Records provided below:

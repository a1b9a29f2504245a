use crate::codec::{self, Reader, WIRE_LEN};
use anyhow::{anyhow, Result};

/// Rollup totals for one indexed directory. Counts and sizes cover every
/// file recursively below the directory; directories themselves are not
/// summed.
#[derive(Debug, Clone, Default, PartialEq, Eq)]
pub struct DirInfo {
    pub update_time_start: i32,
    pub update_time_end: i32,
    pub total_file_count: i32,
    pub total_file_size: i64,
}

impl DirInfo {
    pub fn encode(&self) -> Vec<u8> {
        let mut out = Vec::new();
        codec::put_int_field(&mut out, 1, self.update_time_start as i64);
        codec::put_int_field(&mut out, 2, self.update_time_end as i64);
        codec::put_int_field(&mut out, 3, self.total_file_count as i64);
        codec::put_int_field(&mut out, 4, self.total_file_size);
        out
    }

    pub fn decode(bytes: &[u8]) -> Result<Self> {
        let mut r = Reader::new(bytes);
        let mut info = DirInfo::default();
        while !r.done() {
            let (field, wire) = r.read_tag()?;
            match field {
                1 => info.update_time_start = r.read_int()? as i32,
                2 => info.update_time_end = r.read_int()? as i32,
                3 => info.total_file_count = r.read_int()? as i32,
                4 => info.total_file_size = r.read_int()?,
                _ => r.skip(wire)?,
            }
        }
        Ok(info)
    }
}

/// Persisted metadata for one file or directory, stored under `f` + relative
/// path. `is_dir` disambiguates; directories carry a `DirInfo`, files carry
/// an md5.
#[derive(Debug, Clone, Default, PartialEq, Eq)]
pub struct FileMeta {
    pub size: i64,
    pub is_dir: bool,
    pub md5: String,
    pub mtime: i32,
    pub sequence: i32,
    pub dir_info: Option<DirInfo>,
    /// Not persisted; filled from the key while sweeping.
    pub relative_path: String,
}

impl FileMeta {
    pub fn encode(&self) -> Vec<u8> {
        let mut out = Vec::new();
        codec::put_int_field(&mut out, 1, self.size);
        codec::put_bool_field(&mut out, 2, self.is_dir);
        codec::put_bytes_field(&mut out, 3, self.md5.as_bytes());
        codec::put_int_field(&mut out, 4, self.mtime as i64);
        codec::put_int_field(&mut out, 5, self.sequence as i64);
        if let Some(info) = &self.dir_info {
            codec::put_bytes_field(&mut out, 6, &info.encode());
        }
        out
    }

    pub fn decode(bytes: &[u8]) -> Result<Self> {
        let mut r = Reader::new(bytes);
        let mut meta = FileMeta::default();
        while !r.done() {
            let (field, wire) = r.read_tag()?;
            match field {
                1 => meta.size = r.read_int()?,
                2 => meta.is_dir = r.read_bool()?,
                3 => meta.md5 = r.read_string()?,
                4 => meta.mtime = r.read_int()? as i32,
                5 => meta.sequence = r.read_int()? as i32,
                6 => {
                    if wire != WIRE_LEN {
                        return Err(anyhow!("dir_info has wrong wire type {}", wire));
                    }
                    meta.dir_info = Some(DirInfo::decode(r.read_bytes()?)?);
                }
                _ => r.skip(wire)?,
            }
        }
        Ok(meta)
    }
}

/// Reverse index entry stored under `h` + lowercase hex md5: every relative
/// path whose content bears that hash, plus the content size.
#[derive(Debug, Clone, Default, PartialEq, Eq)]
pub struct HashEntry {
    pub paths: Vec<String>,
    pub file_size: i64,
}

impl HashEntry {
    pub fn encode(&self) -> Vec<u8> {
        let mut out = Vec::new();
        for path in &self.paths {
            codec::put_bytes_field(&mut out, 1, path.as_bytes());
        }
        codec::put_int_field(&mut out, 2, self.file_size);
        out
    }

    pub fn decode(bytes: &[u8]) -> Result<Self> {
        let mut r = Reader::new(bytes);
        let mut entry = HashEntry::default();
        while !r.done() {
            let (field, wire) = r.read_tag()?;
            match field {
                1 => entry.paths.push(r.read_string()?),
                2 => entry.file_size = r.read_int()?,
                _ => r.skip(wire)?,
            }
        }
        Ok(entry)
    }
}

/// Store-wide metadata under the `.` key: the indexed root and the sequence
/// of the last committed refresh.
#[derive(Debug, Clone, Default, PartialEq, Eq)]
pub struct DbMeta {
    pub base_dir: String,
    pub sequence: i32,
}

impl DbMeta {
    pub fn encode(&self) -> Vec<u8> {
        let mut out = Vec::new();
        codec::put_bytes_field(&mut out, 1, self.base_dir.as_bytes());
        codec::put_int_field(&mut out, 2, self.sequence as i64);
        out
    }

    pub fn decode(bytes: &[u8]) -> Result<Self> {
        let mut r = Reader::new(bytes);
        let mut meta = DbMeta::default();
        while !r.done() {
            let (field, wire) = r.read_tag()?;
            match field {
                1 => meta.base_dir = r.read_string()?,
                2 => meta.sequence = r.read_int()? as i32,
                _ => r.skip(wire)?,
            }
        }
        Ok(meta)
    }
}
use anyhow::{Context, Result};
use md5::{Digest, Md5};
use std::fs::File;
use std::io::{BufReader, Read};
use std::path::Path;

/// Stream a file through MD5 and return the 32-character lowercase hex
/// digest. The hash identifies content; it is not a security measure.
pub fn md5_hex(path: &Path) -> Result<String> {
    let f = File::open(path).with_context(|| format!("open {}", path.display()))?;
    let mut r = BufReader::new(f);

    let mut buf = vec![0u8; 1024 * 1024];

    let mut h = Md5::new();
    loop {
        let n = r
            .read(&mut buf)
            .with_context(|| format!("read {}", path.display()))?;
        if n == 0 {
            break;
        }
        h.update(&buf[..n]);
    }

    Ok(hex::encode(h.finalize()))
}

#[cfg(test)]
mod tests {
    use super::*;
    use std::io::Write;

    #[test]
    fn known_digests() {
        let dir = tempfile::tempdir().unwrap();

        let abc = dir.path().join("abc");
        let mut f = File::create(&abc).unwrap();
        f.write_all(b"abc").unwrap();
        drop(f);
        assert_eq!(md5_hex(&abc).unwrap(), "900150983cd24fb0d6963f7d28e17f72");

        let xdong = dir.path().join("xdong");
        std::fs::write(&xdong, b"xdong").unwrap();
        assert_eq!(md5_hex(&xdong).unwrap(), "ac970faf8b99258047c5a385070e3d64");
    }

    #[test]
    fn empty_file_digest() {
        let dir = tempfile::tempdir().unwrap();
        let empty = dir.path().join("empty");
        std::fs::write(&empty, b"").unwrap();
        assert_eq!(md5_hex(&empty).unwrap(), "d41d8cd98f00b204e9800998ecf8427e");
    }

    #[test]
    fn missing_file_is_an_error() {
        let dir = tempfile::tempdir().unwrap();
        assert!(md5_hex(&dir.path().join("nope")).is_err());
    }
}
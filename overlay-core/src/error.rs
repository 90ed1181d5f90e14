//! Error types for overlay-core.

use std::path::PathBuf;

use thiserror::Error;

/// All errors that can arise from loading or saving configuration.
#[derive(Debug, Error)]
pub enum ConfigError {
    /// Underlying I/O failure, with the path that caused it.
    #[error("I/O error at {path}: {source}")]
    Io {
        path: PathBuf,
        #[source]
        source: std::io::Error,
    },

    /// YAML serialization error (save path).
    #[error("YAML serialization error: {0}")]
    Yaml(#[from] serde_yaml::Error),

    /// YAML parse error on load — includes file path and line context from serde_yaml.
    #[error("failed to parse config at {path}: {source}")]
    Parse {
        path: PathBuf,
        #[source]
        source: serde_yaml::Error,
    },

    /// An explicitly requested config file does not exist.
    #[error("config not found at {path}")]
    NotFound { path: PathBuf },
}

/// Convenience constructor for [`ConfigError::Io`].
pub(crate) fn io_err(path: impl Into<PathBuf>, source: std::io::Error) -> ConfigError {
    ConfigError::Io {
        path: path.into(),
        source,
    }
}
//! Promotion engine: fold accepted corrections into a patch document.

use crate::codec::{self, TagPair};
use crate::dataset::Dataset;
use crate::types::{EntryKey, TagSchema};

/// Patch produced from one overlay document.
#[derive(Debug, Clone, PartialEq, Eq)]
pub struct Promotion {
    /// Patch document, or `None` when no entry carries a differing correction.
    pub text: Option<String>,
    /// Keys whose correction was promoted, in document order.
    pub promoted: Vec<EntryKey>,
}

/// Build the patch for `overlay`.
///
/// Only entries whose correction differs from the baseline (ignoring
/// surrounding whitespace) are kept. In each kept block the baseline content
/// is replaced by the correction and the correction field is removed; every
/// other byte of the block is preserved.
pub fn promote(overlay: &str, tags: &TagSchema) -> Promotion {
    let dataset = Dataset::parse(overlay, tags);
    let mut blocks = Vec::new();
    let mut promoted = Vec::new();
    for entry in &dataset.entries {
        if !entry.fields.has_pending_correction() {
            continue;
        }
        let Some(correction) = entry.fields.correction else {
            continue;
        };
        let Some(block) = rewrite_block(entry.raw, correction, tags) else {
            continue;
        };
        blocks.push(format!("\t{block}"));
        promoted.push(EntryKey::from(entry.key()));
    }

    let text = (!blocks.is_empty()).then(|| codec::frame(dataset.header, &blocks, dataset.footer));
    Promotion { text, promoted }
}

/// Strip every correction field from `block` and put `correction` in place
/// of every baseline field.
fn rewrite_block(block: &str, correction: &str, tags: &TagSchema) -> Option<String> {
    let mut out = block.to_string();
    while let Some(span) = codec::field_span(&out, &tags.correction) {
        let start = codec::leading_trivia_start(&out, span.outer.start);
        out.replace_range(start..span.outer.end, "");
    }
    let baseline = TagPair::new(&tags.baseline);
    let mut from = 0;
    let mut replaced = false;
    while let Some(span) = baseline.find_from(&out, from) {
        let inner = baseline.inner(&span);
        from = inner.start + correction.len() + baseline.close.len();
        out.replace_range(inner, correction);
        replaced = true;
    }
    replaced.then_some(out)
}
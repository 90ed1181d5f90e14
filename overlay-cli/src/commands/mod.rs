//! Subcommands and the configuration flags they share.

pub mod diff;
pub mod init;
pub mod project;
pub mod promote;
pub mod seed;
pub mod status;
pub mod sync;

use std::path::{Path, PathBuf};

use anyhow::{bail, Context, Result};
use clap::Args;

use overlay_core::{config, Config};
use overlay_sync::{FileOutcome, RunReport, WriteResult};

/// Flags accepted by every subcommand.
#[derive(Args, Debug, Clone, Default)]
pub struct GlobalArgs {
    /// Config file to load instead of ./overlay.yaml.
    #[arg(long, global = true, value_name = "FILE")]
    pub config: Option<PathBuf>,

    /// Override the source directory.
    #[arg(long, global = true, value_name = "DIR")]
    pub source: Option<PathBuf>,

    /// Override the overlay directory.
    #[arg(long, global = true, value_name = "DIR")]
    pub overlay: Option<PathBuf>,
}

impl GlobalArgs {
    /// Load the config (explicit file, or `./overlay.yaml`, or defaults) and
    /// apply directory overrides relative to the current directory.
    pub fn load(&self) -> Result<Config> {
        let cwd = std::env::current_dir().context("could not determine current directory")?;
        let mut config = match &self.config {
            Some(path) => config::load_file(path)
                .with_context(|| format!("failed to load config '{}'", path.display()))?,
            None => config::load_at(&cwd).context("failed to load ./overlay.yaml")?,
        };
        if let Some(dir) = &self.source {
            config.source_dir = absolutize(&cwd, dir);
        }
        if let Some(dir) = &self.overlay {
            config.overlay_dir = absolutize(&cwd, dir);
        }
        Ok(config)
    }
}

fn absolutize(cwd: &Path, dir: &Path) -> PathBuf {
    if dir.is_absolute() {
        dir.to_path_buf()
    } else {
        cwd.join(dir)
    }
}

/// Print a run summary and per-file lines; fail when any file failed.
pub fn finish(report: &RunReport, dry_run: bool) -> Result<()> {
    let prefix = if dry_run { "[dry-run] " } else { "" };

    for orphan in &report.orphans.removed {
        println!("  ✗  {}", orphan.display());
    }
    for file in &report.files {
        let marker = match &file.write {
            Some(WriteResult::Written { .. }) => "✎",
            Some(WriteResult::WouldWrite { .. }) => "~",
            Some(WriteResult::Unchanged { .. }) | None => "·",
        };
        println!("  {marker}  {} — {}", file.name, describe(&file.outcome));
    }

    println!(
        "{prefix}✓ {}: {} file(s), {} written, {} new, +{} -{}, {} orphan(s) deleted",
        report.stage,
        report.files.len(),
        report.written(),
        report.created(),
        report.added(),
        report.removed(),
        report.orphans.removed.len(),
    );
    if report.malformed() > 0 {
        println!("  {} keyless block(s) skipped", report.malformed());
    }

    if report.has_failures() {
        for file in &report.files {
            if let FileOutcome::Failed { error } = &file.outcome {
                eprintln!("error: {}: {error}", file.name);
            }
        }
        for (path, error) in &report.orphans.failed {
            eprintln!("error: could not delete {}: {error}", path.display());
        }
        bail!(
            "{} failed for {} file(s)",
            report.stage,
            report.failed() + report.orphans.failed.len()
        );
    }
    Ok(())
}

fn describe(outcome: &FileOutcome) -> String {
    match outcome {
        FileOutcome::Created { entries } => format!("created ({entries} entries)"),
        FileOutcome::Updated { added, removed } => format!("+{added} -{removed}"),
        FileOutcome::Copied => "copied".to_string(),
        FileOutcome::Unchanged => "unchanged".to_string(),
        FileOutcome::Projected { entries } => format!("{entries} entries"),
        FileOutcome::Promoted { entries } => format!("{entries} correction(s)"),
        FileOutcome::NoDifferences => "no differences".to_string(),
        FileOutcome::Seeded { entries } => format!("{entries} seeded"),
        FileOutcome::Failed { error } => format!("failed: {error}"),
    }
}
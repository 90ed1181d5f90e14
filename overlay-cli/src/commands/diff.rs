//! `overlay diff` — show unified diffs for what sync would write.

use anyhow::{bail, Context, Result};
use clap::Args;

use overlay_sync::diff::diff_dir;

use super::GlobalArgs;

/// Arguments for `overlay diff`.
#[derive(Args, Debug)]
pub struct DiffArgs {}

impl DiffArgs {
    pub fn run(self, global: &GlobalArgs) -> Result<()> {
        let config = global.load()?;
        let report = diff_dir(&config).context("diff failed")?;

        if report.diffs.is_empty() && report.failed.is_empty() {
            println!("No differences in '{}'.", config.overlay_dir.display());
            return Ok(());
        }

        for diff in &report.diffs {
            print!("{}", diff.unified_diff);
            if !diff.unified_diff.ends_with('\n') {
                println!();
            }
        }

        if !report.failed.is_empty() {
            for (name, error) in &report.failed {
                eprintln!("error: {name}: {error}");
            }
            bail!("diff failed for {} file(s)", report.failed.len());
        }

        Ok(())
    }
}
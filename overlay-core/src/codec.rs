//! Record codec — a flat, non-recursive tag-span scanner.
//!
//! Documents are scanned, never parsed: an Entry is `<Entry>` followed by
//! the first `</Entry>` after it, and a field is `<tag>` followed by the
//! first `</tag>` after it. Matches never overlap and never nest. Field
//! content is captured as an opaque span, so a value that itself contains
//! the field's closing sequence is cut short at that point.

use std::ops::Range;

use crate::types::{EntryFields, Field, TagSchema};

/// Opening and closing literal for one tag name.
#[derive(Debug, Clone, PartialEq, Eq)]
pub struct TagPair {
    pub open: String,
    pub close: String,
}

impl TagPair {
    pub fn new(name: &str) -> Self {
        Self {
            open: format!("<{name}>"),
            close: format!("</{name}>"),
        }
    }

    /// Every non-overlapping span from an opening tag through the first
    /// closing tag after it, in document order.
    pub fn spans(&self, text: &str) -> Vec<Range<usize>> {
        let mut spans = Vec::new();
        let mut cursor = 0;
        while let Some(span) = self.find_from(text, cursor) {
            cursor = span.end;
            spans.push(span);
        }
        spans
    }

    /// First span starting at or after `from`.
    pub fn find_from(&self, text: &str, from: usize) -> Option<Range<usize>> {
        let start = from + text.get(from..)?.find(&self.open)?;
        let body = start + self.open.len();
        let end = body + text[body..].find(&self.close)? + self.close.len();
        Some(start..end)
    }

    /// The content between the tags of `span`.
    pub fn inner(&self, span: &Range<usize>) -> Range<usize> {
        span.start + self.open.len()..span.end - self.close.len()
    }
}

/// Byte spans of every Entry block in `text`.
pub fn entry_spans(text: &str, tags: &TagSchema) -> Vec<Range<usize>> {
    TagPair::new(&tags.entry).spans(text)
}

/// Location of a field inside a block: `outer` covers the tags, `inner` the
/// content.
#[derive(Debug, Clone, PartialEq, Eq)]
pub struct FieldSpan {
    pub outer: Range<usize>,
    pub inner: Range<usize>,
}

/// First occurrence of the `tag` field in `block`.
pub fn field_span(block: &str, tag: &str) -> Option<FieldSpan> {
    let pair = TagPair::new(tag);
    let outer = pair.find_from(block, 0)?;
    let inner = pair.inner(&outer);
    Some(FieldSpan { outer, inner })
}

/// Content of the `tag` field in `block`, or `None` when the field is absent.
pub fn field<'a>(block: &'a str, tag: &str) -> Option<&'a str> {
    field_span(block, tag).map(|span| &block[span.inner])
}

/// Extract every known field of a block. Returns `None` when the key is
/// absent or empty.
pub fn decode_fields<'a>(block: &'a str, tags: &TagSchema) -> Option<EntryFields<'a>> {
    let key = field(block, &tags.key).filter(|k| !k.is_empty())?;
    Some(EntryFields {
        key,
        source_text: field(block, &tags.source_text),
        baseline: field(block, &tags.baseline),
        correction: field(block, &tags.correction),
    })
}

/// Serialize an entry as a tab-indented block. Absent fields are omitted;
/// the block carries no trailing newline.
pub fn encode_block(fields: &EntryFields<'_>, tags: &TagSchema) -> String {
    let mut lines = Vec::with_capacity(6);
    lines.push(format!("\t<{}>", tags.entry));
    for field in Field::ALL {
        if let Some(value) = fields.get(field) {
            let tag = tags.tag(field);
            lines.push(format!("\t\t<{tag}>{value}</{tag}>"));
        }
    }
    lines.push(format!("\t</{}>", tags.entry));
    lines.join("\n")
}

/// Join regenerated blocks between a header and footer.
///
/// Trailing whitespace of the header and leading newlines of the footer are
/// dropped so the splice points carry exactly one newline each.
pub fn frame(header: &str, blocks: &[String], footer: &str) -> String {
    let header = header.trim_end();
    let footer = footer.trim_start_matches('\n');
    if blocks.is_empty() {
        format!("{header}\n{footer}")
    } else {
        format!("{header}\n{}\n{footer}", blocks.join("\n"))
    }
}

/// Start of the indentation run (plus at most one preceding line break)
/// that leads into `pos`. Deleting from here to the end of a span leaves no
/// blank line behind.
pub fn leading_trivia_start(text: &str, pos: usize) -> usize {
    let bytes = text.as_bytes();
    let mut start = pos;
    while start > 0 && matches!(bytes[start - 1], b' ' | b'\t') {
        start -= 1;
    }
    if start > 0 && bytes[start - 1] == b'\n' {
        start -= 1;
        if start > 0 && bytes[start - 1] == b'\r' {
            start -= 1;
        }
    }
    start
}

/// The line break `text` opens with: `"\r\n"`, `"\n"` or nothing.
pub fn leading_line_break(text: &str) -> &'static str {
    if text.starts_with("\r\n") {
        "\r\n"
    } else if text.starts_with('\n') {
        "\n"
    } else {
        ""
    }
}

/// `"\r\n"` when `text` uses CRLF line endings, `"\n"` otherwise.
pub fn line_ending(text: &str) -> &'static str {
    if text.contains("\r\n") {
        "\r\n"
    } else {
        "\n"
    }
}

/// Indentation of the first line that begins with the opening `tag`, if any.
pub fn line_indent<'a>(block: &'a str, tag: &str) -> Option<&'a str> {
    let open = format!("<{tag}>");
    let bytes = block.as_bytes();
    block.match_indices(&open).find_map(|(pos, _)| {
        let mut start = pos;
        while start > 0 && matches!(bytes[start - 1], b' ' | b'\t') {
            start -= 1;
        }
        (start == 0 || bytes[start - 1] == b'\n').then(|| &block[start..pos])
    })
}
//! `overlay project` — correction-free copies for external consumers.

use std::path::PathBuf;

use anyhow::{Context, Result};
use clap::Args;
use overlay_sync::pipeline::{self, Stage};

use super::GlobalArgs;

/// Arguments for `overlay project`.
#[derive(Args, Debug)]
pub struct ProjectArgs {
    /// Destination directory (defaults to `projection_dir`).
    #[arg(long, value_name = "DIR")]
    pub out: Option<PathBuf>,

    /// Show what would be written or deleted without touching any file.
    #[arg(long)]
    pub dry_run: bool,
}

impl ProjectArgs {
    pub fn run(self, global: &GlobalArgs) -> Result<()> {
        let mut config = global.load()?;
        if let Some(out) = self.out {
            config.projection_dir = out;
        }
        let report =
            pipeline::run(&config, Stage::Project, self.dry_run).context("projection failed")?;
        super::finish(&report, self.dry_run)
    }
}
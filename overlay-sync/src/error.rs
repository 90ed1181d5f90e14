//! Error types for overlay-sync.

use std::path::PathBuf;

use thiserror::Error;

/// All errors that can arise from sync operations.
#[derive(Debug, Error)]
pub enum SyncError {
    /// The configured source directory does not exist. Nothing was processed.
    #[error("source directory not found: {path}")]
    SourceDirMissing { path: PathBuf },

    /// An I/O error, with annotated path for context.
    #[error("I/O error at {path}: {source}")]
    Io {
        path: PathBuf,
        #[source]
        source: std::io::Error,
    },
}

/// Convenience constructor for [`SyncError::Io`].
pub(crate) fn io_err(path: impl Into<PathBuf>, source: std::io::Error) -> SyncError {
    SyncError::Io {
        path: path.into(),
        source,
    }
}
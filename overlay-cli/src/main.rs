//! Overlay — keep translation overlays in step with their upstream documents.
//!
//! # Usage
//!
//! ```text
//! overlay init [<dir>] [--force]
//! overlay sync [--dry-run]
//! overlay promote [--out <dir>] [--dry-run]
//! overlay project [--out <dir>] [--dry-run]
//! overlay seed [--out <dir>] [--dry-run]
//! overlay status [--json]
//! overlay diff
//! ```
//!
//! Global flags: `--config <file>`, `--source <dir>`, `--overlay <dir>`.

mod commands;

use anyhow::Result;
use clap::{Parser, Subcommand};

use commands::{
    diff::DiffArgs, init::InitArgs, project::ProjectArgs, promote::PromoteArgs, seed::SeedArgs,
    status::StatusArgs, sync::SyncArgs, GlobalArgs,
};

// ---------------------------------------------------------------------------
// CLI entry point
// ---------------------------------------------------------------------------

#[derive(Parser, Debug)]
#[command(
    name = "overlay",
    version,
    about = "Synchronize translation overlays with their source documents",
    long_about = None,
)]
struct Cli {
    #[command(flatten)]
    global: GlobalArgs,

    #[command(subcommand)]
    command: Commands,
}

#[derive(Subcommand, Debug)]
enum Commands {
    /// Write a default overlay.yaml.
    Init(InitArgs),

    /// Reconcile overlay documents with the source documents.
    Sync(SyncArgs),

    /// Write patch documents from corrections that differ from the baseline.
    Promote(PromoteArgs),

    /// Write correction-free copies of the source documents.
    Project(ProjectArgs),

    /// Write source documents with a correction seeded into every entry.
    Seed(SeedArgs),

    /// Show which overlays need syncing or carry corrections.
    Status(StatusArgs),

    /// Show unified diff of what sync would write.
    Diff(DiffArgs),
}

// ---------------------------------------------------------------------------
// Main
// ---------------------------------------------------------------------------

fn main() -> Result<()> {
    init_tracing();
    let cli = Cli::parse();
    match cli.command {
        Commands::Init(args) => args.run(),
        Commands::Sync(args) => args.run(&cli.global),
        Commands::Promote(args) => args.run(&cli.global),
        Commands::Project(args) => args.run(&cli.global),
        Commands::Seed(args) => args.run(&cli.global),
        Commands::Status(args) => args.run(&cli.global),
        Commands::Diff(args) => args.run(&cli.global),
    }
}

fn init_tracing() {
    use tracing_subscriber::{fmt, EnvFilter};

    let filter = EnvFilter::try_from_default_env().unwrap_or_else(|_| EnvFilter::new("info"));
    let _ = fmt()
        .with_env_filter(filter)
        .with_target(false)
        .with_writer(std::io::stderr)
        .try_init();
}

End of Records provided.

Which lines above run from the one containing "pub fn load(&self)" down to the one containing "for orphan in"? Repeat exactly those, both ends included, and nothing else.

    pub fn load(&self) -> Result<Config> {
        let cwd = std::env::current_dir().context("could not determine current directory")?;
        let mut config = match &self.config {
            Some(path) => config::load_file(path)
                .with_context(|| format!("failed to load config '{}'", path.display()))?,
            None => config::load_at(&cwd).context("failed to load ./overlay.yaml")?,
        };
        if let Some(dir) = &self.source {
            config.source_dir = absolutize(&cwd, dir);
        }
        if let Some(dir) = &self.overlay {
            config.overlay_dir = absolutize(&cwd, dir);
        }
        Ok(config)
    }
}

fn absolutize(cwd: &Path, dir: &Path) -> PathBuf {
    if dir.is_absolute() {
        dir.to_path_buf()
    } else {
        cwd.join(dir)
    }
}

/// Print a run summary and per-file lines; fail when any file failed.
pub fn finish(report: &RunReport, dry_run: bool) -> Result<()> {
    let prefix = if dry_run { "[dry-run] " } else { "" };

    for orphan in &report.orphans.removed {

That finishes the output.